◆ What the task asks ◆
The lines from the start of the records through the one containing "of the current session." are to be transcribed exactly, and nothing else.

[Stored data entries]
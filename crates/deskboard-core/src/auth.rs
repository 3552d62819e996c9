//! Identity provider seam and the session-gated entry route.

use crate::storage::BoxFuture;
use serde::{Deserialize, Serialize};
use std::collections::HashMap;
use std::sync::RwLock;
use thiserror::Error;
use uuid::Uuid;

/// The signed-in user.
#[derive(Debug, Clone, PartialEq, Eq, Serialize, Deserialize)]
pub struct UserIdentity {
    pub id: String,
    pub email: String,
}

/// Authentication failures, shown inline on the login form.
#[derive(Debug, Clone, PartialEq, Eq, Error)]
pub enum AuthError {
    #[error("Email and password are required")]
    MissingCredentials,
    #[error("Invalid login credentials")]
    InvalidCredentials,
    #[error("User already registered")]
    AlreadyRegistered,
    #[error("{0}")]
    Provider(String),
}

/// Email and password as typed into the login form.
#[derive(Debug, Clone, Default, PartialEq, Eq)]
pub struct Credentials {
    pub email: String,
    pub password: String,
}

impl Credentials {
    pub fn new(email: impl Into<String>, password: impl Into<String>) -> Self {
        Self {
            email: email.into(),
            password: password.into(),
        }
    }

    /// Reject blank fields before anything reaches a provider.
    pub fn validate(&self) -> Result<(), AuthError> {
        if self.email.trim().is_empty() || self.password.is_empty() {
            return Err(AuthError::MissingCredentials);
        }
        Ok(())
    }
}

/// Message shown after a successful sign-up.
pub const SIGN_UP_MESSAGE: &str = "Check your email to confirm your account!";

/// Source of the current session.
pub trait IdentityProvider: Send + Sync {
    /// The signed-in user, if any.
    fn current_user(&self) -> BoxFuture<'_, Option<UserIdentity>>;

    /// Register an account. Returns the confirmation message to show.
    fn sign_up(&self, credentials: &Credentials) -> BoxFuture<'_, Result<String, AuthError>>;

    /// Start a session.
    fn sign_in(&self, credentials: &Credentials) -> BoxFuture<'_, Result<UserIdentity, AuthError>>;

    /// End the session.
    fn sign_out(&self) -> BoxFuture<'_, Result<(), AuthError>>;
}

/// Where the shell should go for the current session.
#[derive(Debug, Clone, PartialEq, Eq)]
pub enum EntryRoute {
    Dashboard(UserIdentity),
    Login,
}

/// Mount the dashboard when a user is signed in, otherwise redirect to login.
pub async fn resolve_entry(provider: &dyn IdentityProvider) -> EntryRoute {
    match provider.current_user().await {
        Some(user) => EntryRoute::Dashboard(user),
        None => EntryRoute::Login,
    }
}

#[derive(Debug, Default)]
struct Accounts {
    /// email -> (user id, password)
    users: HashMap<String, (String, String)>,
    session: Option<UserIdentity>,
}

/// Process-local identity provider.
///
/// Accounts are confirmed immediately; nothing survives a restart.
#[derive(Debug, Default)]
pub struct MemoryIdentityProvider {
    accounts: RwLock<Accounts>,
}

impl MemoryIdentityProvider {
    pub fn new() -> Self {
        Self::default()
    }

    /// Provider with one registered account and no session.
    pub fn with_account(email: &str, password: &str) -> Self {
        let provider = Self::new();
        if let Ok(mut accounts) = provider.accounts.write() {
            accounts.users.insert(
                email.to_string(),
                (Uuid::new_v4().to_string(), password.to_string()),
            );
        }
        provider
    }

    fn lock_error(e: impl std::fmt::Display) -> AuthError {
        AuthError::Provider(format!("Lock error: {}", e))
    }
}

impl IdentityProvider for MemoryIdentityProvider {
    fn current_user(&self) -> BoxFuture<'_, Option<UserIdentity>> {
        Box::pin(async move {
            self.accounts
                .read()
                .ok()
                .and_then(|accounts| accounts.session.clone())
        })
    }

    fn sign_up(&self, credentials: &Credentials) -> BoxFuture<'_, Result<String, AuthError>> {
        let credentials = credentials.clone();
        Box::pin(async move {
            credentials.validate()?;
            let mut accounts = self.accounts.write().map_err(Self::lock_error)?;
            if accounts.users.contains_key(&credentials.email) {
                return Err(AuthError::AlreadyRegistered);
            }
            accounts.users.insert(
                credentials.email.clone(),
                (Uuid::new_v4().to_string(), credentials.password),
            );
            log::info!("Registered {}", credentials.email);
            Ok(SIGN_UP_MESSAGE.to_string())
        })
    }

    fn sign_in(&self, credentials: &Credentials) -> BoxFuture<'_, Result<UserIdentity, AuthError>> {
        let credentials = credentials.clone();
        Box::pin(async move {
            credentials.validate()?;
            let mut accounts = self.accounts.write().map_err(Self::lock_error)?;
            let user = match accounts.users.get(&credentials.email) {
                Some((id, password)) if *password == credentials.password => UserIdentity {
                    id: id.clone(),
                    email: credentials.email.clone(),
                },
                _ => return Err(AuthError::InvalidCredentials),
            };
            accounts.session = Some(user.clone());
            log::info!("Signed in {}", user.email);
            Ok(user)
        })
    }

    fn sign_out(&self) -> BoxFuture<'_, Result<(), AuthError>> {
        Box::pin(async move {
            let mut accounts = self.accounts.write().map_err(Self::lock_error)?;
            if let Some(user) = accounts.session.take() {
                log::info!("Signed out {}", user.email);
            }
            Ok(())
        })
    }
}

#[cfg(test)]
mod tests {
    use super::*;
    use crate::testing::block_on;

    #[test]
    fn test_validate_rejects_blank_fields() {
        assert_eq!(
            Credentials::new("", "secret").validate(),
            Err(AuthError::MissingCredentials)
        );
        assert_eq!(
            Credentials::new("a@b.c", "").validate(),
            Err(AuthError::MissingCredentials)
        );
        assert!(Credentials::new("a@b.c", "secret").validate().is_ok());
        assert_eq!(
            AuthError::MissingCredentials.to_string(),
            "Email and password are required"
        );
    }

    #[test]
    fn test_entry_route_without_session_is_login() {
        let provider = MemoryIdentityProvider::new();
        assert_eq!(block_on(resolve_entry(&provider)), EntryRoute::Login);
    }

    #[test]
    fn test_sign_up_then_sign_in() {
        let provider = MemoryIdentityProvider::new();
        let creds = Credentials::new("ada@example.com", "hunter2");

        let message = block_on(provider.sign_up(&creds)).unwrap();
        assert_eq!(message, SIGN_UP_MESSAGE);
        assert_eq!(block_on(provider.sign_up(&creds)), Err(AuthError::AlreadyRegistered));

        let user = block_on(provider.sign_in(&creds)).unwrap();
        assert_eq!(user.email, "ada@example.com");
        assert_eq!(block_on(resolve_entry(&provider)), EntryRoute::Dashboard(user));
    }

    #[test]
    fn test_wrong_password_is_rejected() {
        let provider = MemoryIdentityProvider::with_account("ada@example.com", "right");
        let result = block_on(provider.sign_in(&Credentials::new("ada@example.com", "wrong")));
        assert_eq!(result, Err(AuthError::InvalidCredentials));
        assert!(block_on(provider.current_user()).is_none());
    }

    #[test]
    fn test_sign_out_clears_session() {
        let provider = MemoryIdentityProvider::with_account("ada@example.com", "pw");
        block_on(provider.sign_in(&Credentials::new("ada@example.com", "pw"))).unwrap();
        block_on(provider.sign_out()).unwrap();
        assert_eq!(block_on(resolve_entry(&provider)), EntryRoute::Login);
    }
}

◆ Task response ◆
filename crates/deskboard-core/src/auth.rs
repository 3552d62819e996c9
//! Identity provider seam and the session-gated entry route.

use crate::storage::BoxFuture;
use serde::{Deserialize, Serialize};
use std::collections::HashMap;
use std::sync::RwLock;
use thiserror::Error;
use uuid::Uuid;

/// The signed-in user.
#[derive(Debug, Clone, PartialEq, Eq, Serialize, Deserialize)]
pub struct UserIdentity {
    pub id: String,
    pub email: String,
}

/// Authentication failures, shown inline on the login form.
#[derive(Debug, Clone, PartialEq, Eq, Error)]
pub enum AuthError {
    #[error("Email and password are required")]
    MissingCredentials,
    #[error("Invalid login credentials")]
    InvalidCredentials,
    #[error("User already registered")]
    AlreadyRegistered,
    #[error("{0}")]
    Provider(String),
}

/// Email and password as typed into the login form.
#[derive(Debug, Clone, Default, PartialEq, Eq)]
pub struct Credentials {
    pub email: String,
    pub password: String,
}

impl Credentials {
    pub fn new(email: impl Into<String>, password: impl Into<String>) -> Self {
        Self {
            email: email.into(),
            password: password.into(),
        }
    }

    /// Reject blank fields before anything reaches a provider.
    pub fn validate(&self) -> Result<(), AuthError> {
        if self.email.trim().is_empty() || self.password.is_empty() {
            return Err(AuthError::MissingCredentials);
        }
        Ok(())
    }
}

/// Message shown after a successful sign-up.
pub const SIGN_UP_MESSAGE: &str = "Check your email to confirm your account!";

/// Source of the current session.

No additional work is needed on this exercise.